YOUR ASSIGNMENT →
Transcribe exactly the lines that fall between the one holding "let mut resampler" and the one holding "use super::*;", inclusive, from the entries below.

PROVIDED DATA →
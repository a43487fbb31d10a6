//! Sample-rate conversion and channel mixing.
//!
//! 1. [`stereo_to_mono`] downmixes interleaved device frames to mono.
//! 2. [`resample`] converts an [`AudioBuffer`] to another sample rate with a
//!    band-limited windowed-sinc interpolator (`rubato::SincFixedIn`,
//!    Blackman-Harris window).
//!
//! When downsampling, rubato lowers the sinc cutoff in proportion to the
//! ratio, so content above the new Nyquist frequency is filtered out before
//! decimation instead of folding back as aliases.

use rubato::{
    Resampler, SincFixedIn, SincInterpolationParameters, SincInterpolationType, WindowFunction,
};

use crate::audio::AudioBuffer;
use crate::pipeline::ConversionError;

/// Frames fed to the resampler per `process` call.
const CHUNK_SIZE: usize = 1024;

// ---------------------------------------------------------------------------
// stereo_to_mono
// ---------------------------------------------------------------------------

/// Mix interleaved multi-channel audio down to mono by averaging all channels.
///
/// The output length is `samples.len() / channels`.
///
/// * If `channels == 1` the input slice is returned as an owned `Vec`.
/// * If `channels == 0` an empty vector is returned.
///
/// # Example
///
/// ```rust
/// use audio_digitizer::audio::stereo_to_mono;
///
/// let stereo = vec![0.5_f32, -0.5, 0.2, -0.2]; // L R L R
/// let mono = stereo_to_mono(&stereo, 2);
/// assert_eq!(mono.len(), 2);
/// assert!((mono[0] - 0.0).abs() < 1e-6);
/// ```
pub fn stereo_to_mono(samples: &[f32], channels: u16) -> Vec<f32> {
    match channels {
        0 => Vec::new(),
        1 => samples.to_vec(),
        n => {
            let n = n as usize;
            samples
                .chunks_exact(n)
                .map(|frame| frame.iter().sum::<f32>() / n as f32)
                .collect()
        }
    }
}

// ---------------------------------------------------------------------------
// resample
// ---------------------------------------------------------------------------

/// Number of output samples for `input_len` samples converted from
/// `source_rate` to `target_rate`: `round(input_len * target / source)`,
/// never less than one.
pub fn output_len(input_len: usize, source_rate: u32, target_rate: u32) -> usize {
    let exact = input_len as f64 * f64::from(target_rate) / f64::from(source_rate);
    (exact.round() as usize).max(1)
}

fn sinc_parameters() -> SincInterpolationParameters {
    SincInterpolationParameters {
        sinc_len: 256,
        f_cutoff: 0.95,
        interpolation: SincInterpolationType::Linear,
        oversampling_factor: 256,
        window: WindowFunction::BlackmanHarris2,
    }
}

/// Leading input zeros and leading output frames to drop so that output
/// frame `j` lands on input position `j / ratio`.
///
/// `SincFixedIn` emits frame `j` at input position `(j + 1) / ratio - 1`.
/// Dropping `skip` frames and delaying the input by `pad` samples leaves a
/// residual offset of at most half an output frame.
fn alignment(ratio: f64) -> (usize, usize) {
    let skip = ratio.round().max(1.0) - 1.0;
    let pad = ((skip + 1.0) / ratio - 1.0).round().max(0.0);
    (pad as usize, skip as usize)
}

/// Resample `buffer` to `target_rate` Hz.
///
/// * Same rate: an identical copy is returned.
/// * Otherwise the output holds exactly
///   [`output_len`]`(buffer.len(), buffer.sample_rate(), target_rate)`
///   samples, and output sample `j` is the band-limited signal at input
///   time `j / target_rate` (to within half an output sample).
///
/// The bit depth tag is carried over unchanged; requantizing is a separate
/// step.
///
/// # Errors
///
/// [`ConversionError::InvalidSampleRate`] when `target_rate == 0`, or
/// [`ConversionError::Resampler`] if rubato rejects the configuration.
///
/// # Example
///
/// ```rust
/// use audio_digitizer::audio::{resample, AudioBuffer, BitDepth};
///
/// let hi = AudioBuffer::new(vec![0.25_f32; 4_800], 48_000, BitDepth::Sixteen).unwrap();
/// let lo = resample(&hi, 16_000).unwrap();
/// assert_eq!(lo.len(), 1_600);
/// assert_eq!(lo.sample_rate(), 16_000);
/// ```
pub fn resample(buffer: &AudioBuffer, target_rate: u32) -> Result<AudioBuffer, ConversionError> {
    if target_rate == 0 {
        return Err(ConversionError::InvalidSampleRate(target_rate));
    }

    let source_rate = buffer.sample_rate();
    if source_rate == target_rate {
        return Ok(buffer.clone());
    }

    let expected = output_len(buffer.len(), source_rate, target_rate);
    let ratio = f64::from(target_rate) / f64::from(source_rate);
    let (pad, skip) = alignment(ratio);

    let input: Vec<f32> = std::iter::repeat(0.0)
        .take(pad)
        .chain(buffer.samples().iter().copied())
        .collect();

    let mut resampler = SincFixedIn::<f32>::new(ratio, 1.0, sinc_parameters(), CHUNK_SIZE, 1)
        .map_err(|e| ConversionError::Resampler(e.to_string()))?;

    let wanted = skip + expected;
    let mut output: Vec<f32> = Vec::with_capacity(wanted + CHUNK_SIZE);

    // Full chunks.
    let mut pos = 0;
    while input.len() - pos >= resampler.input_frames_next() {
        let n = resampler.input_frames_next();
        let block = resampler
            .process(&[&input[pos..pos + n]][..], None)
            .map_err(|e| ConversionError::Resampler(e.to_string()))?;
        output.extend_from_slice(&block[0]);
        pos += n;
    }

    // Remaining tail, zero-padded by rubato.
    if pos < input.len() {
        let block = resampler
            .process_partial(Some(&[&input[pos..]][..]), None)
            .map_err(|e| ConversionError::Resampler(e.to_string()))?;
        output.extend_from_slice(&block[0]);
    }

    // Flush the filter until the last input sample has come out.
    while output.len() < wanted {
        let block = resampler
            .process_partial(None::<&[Vec<f32>]>, None)
            .map_err(|e| ConversionError::Resampler(e.to_string()))?;
        if block[0].is_empty() {
            break;
        }
        output.extend_from_slice(&block[0]);
    }

    let mut samples: Vec<f32> = output.into_iter().skip(skip).take(expected).collect();
    samples.resize(expected, 0.0);

    log::debug!(
        "resample: {} samples @ {source_rate} Hz -> {} samples @ {target_rate} Hz",
        buffer.len(),
        samples.len()
    );

    AudioBuffer::new(samples, target_rate, buffer.bit_depth()).map_err(ConversionError::from)
}

// ---------------------------------------------------------------------------
// Tests
// ---------------------------------------------------------------------------

#[cfg(test)]
mod tests {
    use super::*;
    use crate::audio::test_support::{rms_between, sine_buffer};
    use crate::audio::BitDepth;

    // ---- stereo_to_mono ----------------------------------------------------

    #[test]
    fn stereo_to_mono_already_mono() {
        let input = vec![0.1_f32, 0.2, 0.3];
        let out = stereo_to_mono(&input, 1);
        assert_eq!(out, input);
    }

    #[test]
    fn stereo_to_mono_two_channel() {
        let input = vec![1.0_f32, -1.0, 0.5, 0.5];
        let out = stereo_to_mono(&input, 2);
        assert_eq!(out.len(), 2);
        assert!((out[0] - 0.0).abs() < 1e-6);
        assert!((out[1] - 0.5).abs() < 1e-6);
    }

    #[test]
    fn stereo_to_mono_zero_channels() {
        let out = stereo_to_mono(&[1.0_f32, 2.0], 0);
        assert!(out.is_empty());
    }

    // ---- resample ----------------------------------------------------------

    #[test]
    fn zero_target_rate_rejected() {
        let buf = sine_buffer(440.0, 0.5, 8_000, 0.1);
        assert!(matches!(
            resample(&buf, 0),
            Err(ConversionError::InvalidSampleRate(0))
        ));
    }

    #[test]
    fn same_rate_is_identity() {
        let buf = sine_buffer(440.0, 0.5, 44_100, 0.25);
        let out = resample(&buf, 44_100).unwrap();
        assert_eq!(out.len(), buf.len());
        for (a, b) in buf.samples().iter().zip(out.samples()) {
            assert!((a - b).abs() < 1e-6, "sample mismatch: {a} vs {b}");
        }
    }

    #[test]
    fn output_length_is_rounded_ratio() {
        let buf = sine_buffer(440.0, 0.5, 44_100, 1.0);
        let out = resample(&buf, 8_000).unwrap();
        assert_eq!(out.len(), 8_000);
        assert_eq!(out.sample_rate(), 8_000);

        // 1000 samples @ 44.1 kHz -> 22.05 kHz = 500 exactly
        let short = AudioBuffer::new(vec![0.0; 1_000], 44_100, BitDepth::Sixteen).unwrap();
        assert_eq!(resample(&short, 22_050).unwrap().len(), 500);

        // 1001 samples @ 3 -> 2 = 667.33 -> 667
        assert_eq!(output_len(1_001, 3, 2), 667);
    }

    #[test]
    fn single_sample_never_becomes_empty() {
        let buf = AudioBuffer::new(vec![0.5], 44_100, BitDepth::Sixteen).unwrap();
        let out = resample(&buf, 8_000).unwrap();
        assert_eq!(out.len(), 1);
    }

    #[test]
    fn bit_depth_tag_is_preserved() {
        let buf = sine_buffer(440.0, 0.5, 44_100, 0.1);
        let out = resample(&buf, 22_050).unwrap();
        assert_eq!(out.bit_depth(), buf.bit_depth());
    }

    #[test]
    fn upsample_doubles_length() {
        let buf = sine_buffer(440.0, 0.5, 8_000, 0.5);
        let out = resample(&buf, 16_000).unwrap();
        assert_eq!(out.len(), 8_000);
    }

    #[test]
    fn in_band_tone_survives_downsampling() {
        let buf = sine_buffer(440.0, 0.5, 44_100, 1.0);
        let out = resample(&buf, 8_000).unwrap();

        let rms_in = rms_between(buf.samples(), 0.1, 0.9);
        let rms_out = rms_between(out.samples(), 0.1, 0.9);
        assert!(
            (rms_out - rms_in).abs() / rms_in < 0.05,
            "rms in {rms_in}, out {rms_out}"
        );
    }

    #[test]
    fn tone_above_target_nyquist_is_filtered() {
        // 6 kHz is above the 4 kHz Nyquist of an 8 kHz target.
        let buf = sine_buffer(6_000.0, 0.5, 44_100, 1.0);
        let out = resample(&buf, 8_000).unwrap();

        let rms_in = rms_between(buf.samples(), 0.1, 0.9);
        let rms_out = rms_between(out.samples(), 0.1, 0.9);
        assert!(
            rms_out < rms_in * 0.05,
            "aliased energy leaked through: in {rms_in}, out {rms_out}"
        );
    }

    #[test]
    fn down_then_up_is_lossy_but_keeps_in_band_energy() {
        // 440 Hz (kept) + 6 kHz (removed by the 8 kHz round trip)
        let low = sine_buffer(440.0, 0.4, 44_100, 1.0);
        let high = sine_buffer(6_000.0, 0.2, 44_100, 1.0);
        let mixed: Vec<f32> = low
            .samples()
            .iter()
            .zip(high.samples())
            .map(|(a, b)| a + b)
            .collect();
        let original = AudioBuffer::new(mixed, 44_100, BitDepth::TwentyFour).unwrap();

        let down = resample(&original, 8_000).unwrap();
        let back = resample(&down, 44_100).unwrap();
        assert_eq!(back.len(), original.len());

        // Not an exact reconstruction: the 6 kHz component is gone.
        let max_diff = original
            .samples()
            .iter()
            .zip(back.samples())
            .map(|(a, b)| (a - b).abs())
            .fold(0.0_f32, f32::max);
        assert!(max_diff > 0.1, "round trip unexpectedly exact: {max_diff}");

        // What remains matches the in-band 440 Hz component.
        let rms_low = rms_between(low.samples(), 0.1, 0.9);
        let rms_back = rms_between(back.samples(), 0.1, 0.9);
        assert!(
            (rms_back - rms_low).abs() / rms_low < 0.05,
            "in-band rms {rms_low}, round trip {rms_back}"
        );
    }

    // ---- time alignment ----------------------------------------------------

    fn impulse(len: usize, at: usize, rate: u32) -> AudioBuffer {
        let mut samples = vec![0.0_f32; len];
        samples[at] = 1.0;
        AudioBuffer::new(samples, rate, BitDepth::TwentyFour).unwrap()
    }

    fn loudest(samples: &[f32]) -> usize {
        samples
            .iter()
            .enumerate()
            .max_by(|a, b| a.1.abs().total_cmp(&b.1.abs()))
            .map(|(i, _)| i)
            .unwrap()
    }

    fn assert_impulse_lands(len: usize, at: usize, from: u32, to: u32) {
        let out = resample(&impulse(len, at, from), to).unwrap();
        let expected = (at as f64 * f64::from(to) / f64::from(from)).round() as usize;
        let peak = loudest(out.samples());
        assert!(
            peak.abs_diff(expected) <= 1,
            "{from} -> {to}: impulse at {at} peaked at {peak}, expected {expected}"
        );
        assert!(out.peak() > 0.1, "{from} -> {to}: impulse at {at} lost");
    }

    #[test]
    fn alignment_offsets() {
        assert_eq!(alignment(0.5), (1, 0));
        assert_eq!(alignment(2.0), (0, 1));
        assert_eq!(alignment(4.0), (0, 3));
    }

    #[test]
    fn impulse_position_preserved_when_downsampling() {
        assert_impulse_lands(44_100, 20_000, 44_100, 22_050);
        assert_impulse_lands(44_100, 22_050, 44_100, 8_000);
        assert_impulse_lands(48_000, 12_345, 48_000, 44_100);
    }

    #[test]
    fn impulse_position_preserved_when_upsampling() {
        assert_impulse_lands(8_000, 5_000, 8_000, 16_000);
        assert_impulse_lands(8_000, 3_000, 8_000, 44_100);
        assert_impulse_lands(44_100, 10_000, 44_100, 48_000);
    }

    #[test]
    fn leading_samples_are_kept() {
        assert_impulse_lands(4_410, 60, 44_100, 22_050);
        assert_impulse_lands(1_600, 10, 8_000, 16_000);
    }

    #[test]
    fn downsampled_sine_keeps_its_phase() {
        let buf = sine_buffer(440.0, 0.5, 44_100, 0.5);
        let out = resample(&buf, 22_050).unwrap();
        let ideal = sine_buffer(440.0, 0.5, 22_050, 0.5);
        assert_eq!(out.len(), ideal.len());

        let n = out.len();
        let max_diff = out.samples()[n / 10..n * 9 / 10]
            .iter()
            .zip(&ideal.samples()[n / 10..n * 9 / 10])
            .map(|(a, b)| (a - b).abs())
            .fold(0.0_f32, f32::max);
        assert!(max_diff < 0.02, "resampled sine drifted by {max_diff}");
    }
}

RESULT →
    let mut resampler = SincFixedIn::<f32>::new(ratio, 1.0, sinc_parameters(), CHUNK_SIZE, 1)
        .map_err(|e| ConversionError::Resampler(e.to_string()))?;

    let wanted = skip + expected;
    let mut output: Vec<f32> = Vec::with_capacity(wanted + CHUNK_SIZE);

    // Full chunks.
    let mut pos = 0;
    while input.len() - pos >= resampler.input_frames_next() {
        let n = resampler.input_frames_next();
        let block = resampler
            .process(&[&input[pos..pos + n]][..], None)
            .map_err(|e| ConversionError::Resampler(e.to_string()))?;
        output.extend_from_slice(&block[0]);
        pos += n;
    }

    // Remaining tail, zero-padded by rubato.
    if pos < input.len() {
        let block = resampler
            .process_partial(Some(&[&input[pos..]][..]), None)
            .map_err(|e| ConversionError::Resampler(e.to_string()))?;
        output.extend_from_slice(&block[0]);
    }

    // Flush the filter until the last input sample has come out.
    while output.len() < wanted {
        let block = resampler
            .process_partial(None::<&[Vec<f32>]>, None)
            .map_err(|e| ConversionError::Resampler(e.to_string()))?;
        if block[0].is_empty() {
            break;
        }
        output.extend_from_slice(&block[0]);
    }

    let mut samples: Vec<f32> = output.into_iter().skip(skip).take(expected).collect();
    samples.resize(expected, 0.0);

    log::debug!(
        "resample: {} samples @ {source_rate} Hz -> {} samples @ {target_rate} Hz",
        buffer.len(),
        samples.len()
    );

    AudioBuffer::new(samples, target_rate, buffer.bit_depth()).map_err(ConversionError::from)
}

// ---------------------------------------------------------------------------
// Tests
// ---------------------------------------------------------------------------

#[cfg(test)]
mod tests {
    use super::*;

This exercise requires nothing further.